▶ PROBLEM STATEMENT:
Send back every line of the data exactly.

▶ GIVEN RECORDS:
————————
use std::time::{Duration, Instant};

use crate::error::GatewayError;
use crate::metrics::UPSTREAM_LATENCY;
use crate::models::{
    Content, GenerateContentRequest, GenerateContentResponse, GenerationConfig, Part,
    SafetySetting, UpstreamErrorEnvelope,
};

const API_KEY_HEADER: &str = "x-goog-api-key";

const PERSONA_PREAMBLE: &str = "You are PokéExpert, a passionate Pokémon specialist with \
encyclopedic knowledge. Answer in a friendly, educational and detailed way. Be proactive and \
suggest relevant extra tips. Your expertise covers stats, moves, evolutions, competitive \
strategy, lore, games, anime, the TCG and merchandise. Use Pokémon related emojis when \
appropriate. User question: ";

const HARM_CATEGORIES: [&str; 2] = ["HARM_CATEGORY_HARASSMENT", "HARM_CATEGORY_HATE_SPEECH"];
const HARM_THRESHOLD: &str = "BLOCK_MEDIUM_AND_ABOVE";

// Client for the Gemini generateContent endpoint. One attempt per call.
pub struct UpstreamClient {
    client: reqwest::Client,
    base_url: String,
    model: String,
    api_key: Option<String>,
}

impl UpstreamClient {
    pub fn new(
        base_url: &str,
        model: &str,
        api_key: Option<String>,
        timeout: Duration,
    ) -> Result<Self, GatewayError> {
        let client = reqwest::Client::builder().timeout(timeout).build()?;

        Ok(Self {
            client,
            base_url: base_url.trim_end_matches('/').to_string(),
            model: model.to_string(),
            api_key: api_key.filter(|key| !key.trim().is_empty()),
        })
    }

    pub fn has_api_key(&self) -> bool {
        self.api_key.is_some()
    }

    pub fn endpoint(&self) -> String {
        format!(
            "{}/v1beta/models/{}:generateContent",
            self.base_url, self.model
        )
    }

    pub async fn complete(&self, message: &str) -> Result<String, GatewayError> {
        let api_key = self.api_key.as_deref().ok_or(GatewayError::MissingApiKey)?;

        let start_time = Instant::now();
        let result = self
            .client
            .post(self.endpoint())
            .header(API_KEY_HEADER, api_key)
            .json(&build_request(message))
            .send()
            .await;
        UPSTREAM_LATENCY.observe(start_time.elapsed().as_secs_f64());

        let res = result?;
        let status = res.status();
        let body = res.bytes().await?;

        if !status.is_success() {
            let detail = serde_json::from_slice::<UpstreamErrorEnvelope>(&body)
                .ok()
                .and_then(|envelope| envelope.error)
                .and_then(|error| error.message)
                .filter(|message| !message.is_empty());

            tracing::warn!(
                status = status.as_u16(),
                detail = detail.as_deref().unwrap_or("-"),
                "upstream returned an error status"
            );
            return Err(GatewayError::Upstream(
                detail.unwrap_or_else(|| "API request failed".to_string()),
            ));
        }

        let parsed: GenerateContentResponse = match serde_json::from_slice(&body) {
            Ok(parsed) => parsed,
            Err(e) => {
                tracing::error!(error = %e, "upstream body is not valid JSON");
                return Err(GatewayError::InvalidUpstreamResponse);
            }
        };

        match parsed.first_text() {
            Some(text) => Ok(text.to_string()),
            None => {
                tracing::error!(
                    candidates = parsed.candidates.len(),
                    "invalid upstream response structure"
                );
                Err(GatewayError::InvalidUpstreamResponse)
            }
        }
    }
}

// Single turn prompt: fixed preamble, user message appended verbatim
pub fn build_prompt(message: &str) -> String {
    format!("{PERSONA_PREAMBLE}{message}")
}

pub fn build_request(message: &str) -> GenerateContentRequest {
    GenerateContentRequest {
        contents: vec![Content {
            parts: vec![Part {
                text: Some(build_prompt(message)),
            }],
        }],
        generation_config: GenerationConfig {
            temperature: 0.7,
            top_k: 1,
            top_p: 1.0,
            max_output_tokens: 2048,
        },
        safety_settings: HARM_CATEGORIES
            .iter()
            .map(|&category| SafetySetting {
                category,
                threshold: HARM_THRESHOLD,
            })
            .collect(),
    }
}

#[cfg(test)]
mod tests {
    use super::*;

    #[test]
    fn prompt_wraps_message_verbatim() {
        let prompt = build_prompt("Who is <b>Pikachu</b>?");
        assert!(prompt.starts_with("You are PokéExpert"));
        assert!(prompt.ends_with("User question: Who is <b>Pikachu</b>?"));
    }

    #[test]
    fn request_carries_generation_and_safety_settings() {
        let json = serde_json::to_value(build_request("hi")).unwrap();

        assert_eq!(json["generationConfig"]["maxOutputTokens"], 2048);
        assert_eq!(json["generationConfig"]["topK"], 1);
        assert_eq!(json["safetySettings"].as_array().unwrap().len(), 2);
        assert_eq!(json["safetySettings"][1]["category"], "HARM_CATEGORY_HATE_SPEECH");
        assert_eq!(json["safetySettings"][0]["threshold"], "BLOCK_MEDIUM_AND_ABOVE");
        assert!(json["contents"][0]["parts"][0]["text"]
            .as_str()
            .unwrap()
            .ends_with("hi"));
    }

    #[test]
    fn endpoint_joins_base_and_model() {
        let client = UpstreamClient::new(
            "http://127.0.0.1:9999/",
            "gemini-2.0-flash-exp",
            None,
            Duration::from_secs(5),
        )
        .unwrap();
        assert_eq!(
            client.endpoint(),
            "http://127.0.0.1:9999/v1beta/models/gemini-2.0-flash-exp:generateContent"
        );
    }

    #[tokio::test]
    async fn missing_key_fails_before_any_network_call() {
        let client =
            UpstreamClient::new("http://127.0.0.1:9", "m", Some("  ".into()), Duration::from_secs(1))
                .unwrap();
        assert!(!client.has_api_key());
        assert!(matches!(
            client.complete("hello").await,
            Err(GatewayError::MissingApiKey)
        ));
    }
}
————————
▶ TASK ANSWER:
use std::time::{Duration, Instant};

use crate::error::GatewayError;
use crate::metrics::UPSTREAM_LATENCY;
use crate::models::{
    Content, GenerateContentRequest, GenerateContentResponse, GenerationConfig, Part,
    SafetySetting, UpstreamErrorEnvelope,
};

const API_KEY_HEADER: &str = "x-goog-api-key";

const PERSONA_PREAMBLE: &str = "You are PokéExpert, a passionate Pokémon specialist with \
encyclopedic knowledge. Answer in a friendly, educational and detailed way. Be proactive and \
suggest relevant extra tips. Your expertise covers stats, moves, evolutions, competitive \
strategy, lore, games, anime, the TCG and merchandise. Use Pokémon related emojis when \
appropriate. User question: ";

const HARM_CATEGORIES: [&str; 2] = ["HARM_CATEGORY_HARASSMENT", "HARM_CATEGORY_HATE_SPEECH"];
const HARM_THRESHOLD: &str = "BLOCK_MEDIUM_AND_ABOVE";

// Client for the Gemini generateContent endpoint. One attempt per call.
pub struct UpstreamClient {
    client: reqwest::Client,
    base_url: String,
    model: String,
    api_key: Option<String>,
}

impl UpstreamClient {
    pub fn new(
        base_url: &str,
        model: &str,
        api_key: Option<String>,
        timeout: Duration,
    ) -> Result<Self, GatewayError> {
        let client = reqwest::Client::builder().timeout(timeout).build()?;

        Ok(Self {
            client,
            base_url: base_url.trim_end_matches('/').to_string(),
            model: model.to_string(),
            api_key: api_key.filter(|key| !key.trim().is_empty()),
        })
    }

    pub fn has_api_key(&self) -> bool {
        self.api_key.is_some()
    }

    pub fn endpoint(&self) -> String {
        format!(
            "{}/v1beta/models/{}:generateContent",
            self.base_url, self.model
        )
    }

    pub async fn complete(&self, message: &str) -> Result<String, GatewayError> {
        let api_key = self.api_key.as_deref().ok_or(GatewayError::MissingApiKey)?;

        let start_time = Instant::now();
        let result = self
            .client
            .post(self.endpoint())
            .header(API_KEY_HEADER, api_key)
            .json(&build_request(message))
            .send()
            .await;
        UPSTREAM_LATENCY.observe(start_time.elapsed().as_secs_f64());

        let res = result?;
        let status = res.status();
        let body = res.bytes().await?;

        if !status.is_success() {
            let detail = serde_json::from_slice::<UpstreamErrorEnvelope>(&body)
                .ok()
                .and_then(|envelope| envelope.error)
                .and_then(|error| error.message)
                .filter(|message| !message.is_empty());

            tracing::warn!(
                status = status.as_u16(),
                detail = detail.as_deref().unwrap_or("-"),
                "upstream returned an error status"
            );
            return Err(GatewayError::Upstream(
                detail.unwrap_or_else(|| "API request failed".to_string()),
            ));
        }

        let parsed: GenerateContentResponse = match serde_json::from_slice(&body) {
            Ok(parsed) => parsed,
            Err(e) => {
                tracing::error!(error = %e, "upstream body is not valid JSON");
                return Err(GatewayError::InvalidUpstreamResponse);
            }
        };

        match parsed.first_text() {
            Some(text) => Ok(text.to_string()),
            None => {
                tracing::error!(
                    candidates = parsed.candidates.len(),
                    "invalid upstream response structure"
                );
                Err(GatewayError::InvalidUpstreamResponse)
            }
        }
    }
}

// Single turn prompt: fixed preamble, user message appended verbatim
pub fn build_prompt(message: &str) -> String {
    format!("{PERSONA_PREAMBLE}{message}")
}

pub fn build_request(message: &str) -> GenerateContentRequest {
    GenerateContentRequest {
        contents: vec![Content {
            parts: vec![Part {
                text: Some(build_prompt(message)),
            }],
        }],
        generation_config: GenerationConfig {
            temperature: 0.7,
            top_k: 1,
            top_p: 1.0,
            max_output_tokens: 2048,
        },
        safety_settings: HARM_CATEGORIES
            .iter()
            .map(|&category| SafetySetting {
                category,
                threshold: HARM_THRESHOLD,
            })
            .collect(),
    }
}

#[cfg(test)]
mod tests {
    use super::*;

    #[test]
    fn prompt_wraps_message_verbatim() {
        let prompt = build_prompt("Who is <b>Pikachu</b>?");
        assert!(prompt.starts_with("You are PokéExpert"));
        assert!(prompt.ends_with("User question: Who is <b>Pikachu</b>?"));
    }

    #[test]
    fn request_carries_generation_and_safety_settings() {
        let json = serde_json::to_value(build_request("hi")).unwrap();

        assert_eq!(json["generationConfig"]["maxOutputTokens"], 2048);
        assert_eq!(json["generationConfig"]["topK"], 1);
        assert_eq!(json["safetySettings"].as_array().unwrap().len(), 2);
        assert_eq!(json["safetySettings"][1]["category"], "HARM_CATEGORY_HATE_SPEECH");
        assert_eq!(json["safetySettings"][0]["threshold"], "BLOCK_MEDIUM_AND_ABOVE");
        assert!(json["contents"][0]["parts"][0]["text"]
            .as_str()
            .unwrap()
            .ends_with("hi"));
    }

    #[test]
    fn endpoint_joins_base_and_model() {
        let client = UpstreamClient::new(
            "http://127.0.0.1:9999/",
            "gemini-2.0-flash-exp",
            None,
            Duration::from_secs(5),
        )
        .unwrap();
        assert_eq!(
            client.endpoint(),
            "http://127.0.0.1:9999/v1beta/models/gemini-2.0-flash-exp:generateContent"
        );
    }

    #[tokio::test]
    async fn missing_key_fails_before_any_network_call() {
        let client =
            UpstreamClient::new("http://127.0.0.1:9", "m", Some("  ".into()), Duration::from_secs(1))
                .unwrap();
        assert!(!client.has_api_key());
        assert!(matches!(
            client.complete("hello").await,
            Err(GatewayError::MissingApiKey)
        ));
    }
}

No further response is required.